**TASK STATEMENT**
Word for word, output the data that follows.

********************

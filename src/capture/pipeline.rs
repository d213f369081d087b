use anyhow::{Context, Result};
use chrono::{Local, Utc};
use image::RgbImage;
use tokio::time::Instant;

use crate::capture::encoder::{downscale, encode_jpeg};
use crate::capture::watermark::{apply_watermark, watermark_lines};
use crate::models::{CaptureArtifact, EvidenceRecord, SessionContext};
use crate::providers::CameraStream;

const ENABLE_LOGS: bool = true;

use crate::{log_error, log_info, log_warn};

struct Rendered {
    jpeg: Vec<u8>,
    width: u32,
    height: u32,
}

/// Freezes the current frame into a watermarked JPEG.
///
/// `None` means nothing was captured (no frame could be rasterized, or
/// encoding failed); the caller may simply try again.
pub async fn capture(
    stream: &dyn CameraStream,
    evidence: &EvidenceRecord,
    session: &SessionContext,
    max_width: u32,
    quality: f32,
) -> Option<CaptureArtifact> {
    let capture_start = Instant::now();

    let Some(frame) = stream.grab_frame() else {
        log_warn!("no frame available from stream; skipping capture");
        return None;
    };
    if frame.width() == 0 || frame.height() == 0 {
        log_warn!("stream reported an empty frame; skipping capture");
        return None;
    }
    let native = frame.dimensions();

    let taken_at = Utc::now();
    let snapshot = session.snapshot();
    let lines = watermark_lines(&taken_at.with_timezone(&Local), &snapshot);

    let render_start = Instant::now();
    let rendered = tokio::task::spawn_blocking({
        let lines = lines.clone();
        move || render(frame, &lines, max_width, quality)
    })
    .await
    .context("capture render worker join failed")
    .and_then(|result| result);
    let render_duration_ms = render_start.elapsed().as_millis();

    let rendered = match rendered {
        Ok(rendered) => rendered,
        Err(err) => {
            log_error!("capture for session {} failed: {err:?}", snapshot.token);
            return None;
        }
    };

    log_info!(
        "Captured {}x{} -> {}x{} ({} bytes, {} watermark lines) in {}ms (render: {}ms)",
        native.0,
        native.1,
        rendered.width,
        rendered.height,
        rendered.jpeg.len(),
        lines.len(),
        capture_start.elapsed().as_millis(),
        render_duration_ms
    );

    Some(CaptureArtifact {
        jpeg: rendered.jpeg,
        width: rendered.width,
        height: rendered.height,
        taken_at,
        watermark_lines: lines,
        session: snapshot,
        evidence: evidence.clone(),
    })
}

fn render(frame: RgbImage, lines: &[String], max_width: u32, quality: f32) -> Result<Rendered> {
    let mut bitmap = downscale(frame, max_width);
    apply_watermark(&mut bitmap, lines);
    let jpeg = encode_jpeg(&bitmap, quality)?;
    Ok(Rendered {
        jpeg,
        width: bitmap.width(),
        height: bitmap.height(),
    })
}

#[cfg(test)]
mod tests {
    use image::ImageFormat;

    use super::*;
    use crate::models::Location;
    use crate::providers::fake::{track, FakeStream};

    #[tokio::test]
    async fn produces_scaled_watermarked_jpeg() {
        let stream = FakeStream::detached(
            track("cam-back", Some("environment"), 3840, 2160),
            Some((3840, 2160)),
        );
        let mut session = SessionContext::with_token("K3Q9ZA", Some("ABC1D23".into()));
        session.record_location(Location {
            latitude: -23.5,
            longitude: -46.6,
            accuracy_m: 10.0,
        });

        let artifact = capture(&stream, &EvidenceRecord::default(), &session, 1920, 0.9)
            .await
            .unwrap();

        assert_eq!((artifact.width, artifact.height), (1920, 1080));
        assert_eq!(artifact.watermark_lines.len(), 4);
        assert_eq!(artifact.watermark_lines[3], "TOKEN: K3Q9ZA");
        assert_eq!(artifact.session.plate_hint.as_deref(), Some("ABC1D23"));
        assert!(artifact.file_name().starts_with("laudo-"));
        assert!(artifact.file_name().ends_with(".jpg"));

        let decoded =
            image::load_from_memory_with_format(&artifact.jpeg, ImageFormat::Jpeg).unwrap();
        assert_eq!((decoded.width(), decoded.height()), (1920, 1080));
    }

    #[tokio::test]
    async fn bare_session_watermark_has_two_lines() {
        let stream = FakeStream::detached(track("cam-0", None, 640, 480), Some((640, 480)));
        let session = SessionContext::with_token("K3Q9ZA", None);

        let artifact = capture(&stream, &EvidenceRecord::default(), &session, 1920, 0.9)
            .await
            .unwrap();

        assert_eq!(artifact.watermark_lines.len(), 2);
        assert_eq!((artifact.width, artifact.height), (640, 480));
    }

    #[tokio::test]
    async fn missing_frame_skips_capture() {
        let stream = FakeStream::detached(track("cam-0", None, 640, 480), None);
        let session = SessionContext::with_token("K3Q9ZA", None);

        let artifact = capture(&stream, &EvidenceRecord::default(), &session, 1920, 0.9).await;
        assert!(artifact.is_none());
    }

    #[tokio::test]
    async fn zero_sized_frame_skips_capture() {
        let stream = FakeStream::detached(track("cam-0", None, 0, 0), Some((0, 0)));
        let session = SessionContext::with_token("K3Q9ZA", None);

        let artifact = capture(&stream, &EvidenceRecord::default(), &session, 1920, 0.9).await;
        assert!(artifact.is_none());
    }
}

********************

**RESPONSE TO THIS EXERCISE**
filename src/capture/pipeline.rs
repository d213f369081d087b
use anyhow::{Context, Result};
use chrono::{Local, Utc};
use image::RgbImage;
use tokio::time::Instant;

use crate::capture::encoder::{downscale, encode_jpeg};
use crate::capture::watermark::{apply_watermark, watermark_lines};
use crate::models::{CaptureArtifact, EvidenceRecord, SessionContext};
use crate::providers::CameraStream;

const ENABLE_LOGS: bool = true;

use crate::{log_error, log_info, log_warn};

struct Rendered {
    jpeg: Vec<u8>,
    width: u32,
    height: u32,
}

/// Freezes the current frame into a watermarked JPEG.
///
/// `None` means nothing was captured (no frame could be rasterized, or
/// encoding failed); the caller may simply try again.
pub async fn capture(
    stream: &dyn CameraStream,
    evidence: &EvidenceRecord,
    session: &SessionContext,
    max_width: u32,
    quality: f32,
) -> Option<CaptureArtifact> {
    let capture_start = Instant::now();

    let Some(frame) = stream.grab_frame() else {
        log_warn!("no frame available from stream; skipping capture");
        return None;
    };
    if frame.width() == 0 || frame.height() == 0 {
        log_warn!("stream reported an empty frame; skipping capture");
        return None;
    }
    let native = frame.dimensions();

    let taken_at = Utc::now();
    let snapshot = session.snapshot();
    let lines = watermark_lines(&taken_at.with_timezone(&Local), &snapshot);

    let render_start = Instant::now();
    let rendered = tokio::task::spawn_blocking({
        let lines = lines.clone();
        move || render(frame, &lines, max_width, quality)
    })
    .await
    .context("capture render worker join failed")
    .and_then(|result| result);
    let render_duration_ms = render_start.elapsed().as_millis();

    let rendered = match rendered {
        Ok(rendered) => rendered,
        Err(err) => {
            log_error!("capture for session {} failed: {err:?}", snapshot.token);
            return None;
        }
    };

    log_info!(
        "Captured {}x{} -> {}x{} ({} bytes, {} watermark lines) in {}ms (render: {}ms)",
        native.0,
        native.1,
        rendered.width,
        rendered.height,
        rendered.jpeg.len(),
        lines.len(),
        capture_start.elapsed().as_millis(),
        render_duration_ms
    );

    Some(CaptureArtifact {
        jpeg: rendered.jpeg,
        width: rendered.width,
        height: rendered.height,
        taken_at,
        watermark_lines: lines,
        session: snapshot,
        evidence: evidence.clone(),
    })
}

fn render(frame: RgbImage, lines: &[String], max_width: u32, quality: f32) -> Result<Rendered> {
    let mut bitmap = downscale(frame, max_width);
    apply_watermark(&mut bitmap, lines);
    let jpeg = encode_jpeg(&bitmap, quality)?;
    Ok(Rendered {
        jpeg,
        width: bitmap.width(),
        height: bitmap.height(),
    })
}

#[cfg(test)]
mod tests {
    use image::ImageFormat;

    use super::*;
    use crate::models::Location;
    use crate::providers::fake::{track, FakeStream};

    #[tokio::test]
    async fn produces_scaled_watermarked_jpeg() {
        let stream = FakeStream::detached(
            track("cam-back", Some("environment"), 3840, 2160),
            Some((3840, 2160)),
        );
        let mut session = SessionContext::with_token("K3Q9ZA", Some("ABC1D23".into()));
        session.record_location(Location {
            latitude: -23.5,
            longitude: -46.6,
            accuracy_m: 10.0,
        });

        let artifact = capture(&stream, &EvidenceRecord::default(), &session, 1920, 0.9)
            .await
            .unwrap();

        assert_eq!((artifact.width, artifact.height), (1920, 1080));
        assert_eq!(artifact.watermark_lines.len(), 4);
        assert_eq!(artifact.watermark_lines[3], "TOKEN: K3Q9ZA");
        assert_eq!(artifact.session.plate_hint.as_deref(), Some("ABC1D23"));
        assert!(artifact.file_name().starts_with("laudo-"));
        assert!(artifact.file_name().ends_with(".jpg"));

        let decoded =
            image::load_from_memory_with_format(&artifact.jpeg, ImageFormat::Jpeg).unwrap();
        assert_eq!((decoded.width(), decoded.height()), (1920, 1080));
    }

    #[tokio::test]
    async fn bare_session_watermark_has_two_lines() {
        let stream = FakeStream::detached(track("cam-0", None, 640, 480), Some((640, 480)));
        let session = SessionContext::with_token("K3Q9ZA", None);

        let artifact = capture(&stream, &EvidenceRecord::default(), &session, 1920, 0.9)
            .await
            .unwrap();

        assert_eq!(artifact.watermark_lines.len(), 2);
        assert_eq!((artifact.width, artifact.height), (640, 480));
    }

    #[tokio::test]
    async fn missing_frame_skips_capture() {
        let stream = FakeStream::detached(track("cam-0", None, 640, 480), None);
        let session = SessionContext::with_token("K3Q9ZA", None);

        let artifact = capture(&stream, &EvidenceRecord::default(), &session, 1920, 0.9).await;
        assert!(artifact.is_none());
    }

    #[tokio::test]
    async fn zero_sized_frame_skips_capture() {
        let stream = FakeStream::detached(track("cam-0", None, 0, 0), Some((0, 0)));
        let session = SessionContext::with_token("K3Q9ZA", None);

        let artifact = capture(&stream, &EvidenceRecord::default(), &session, 1920, 0.9).await;
        assert!(artifact.is_none());
    }
}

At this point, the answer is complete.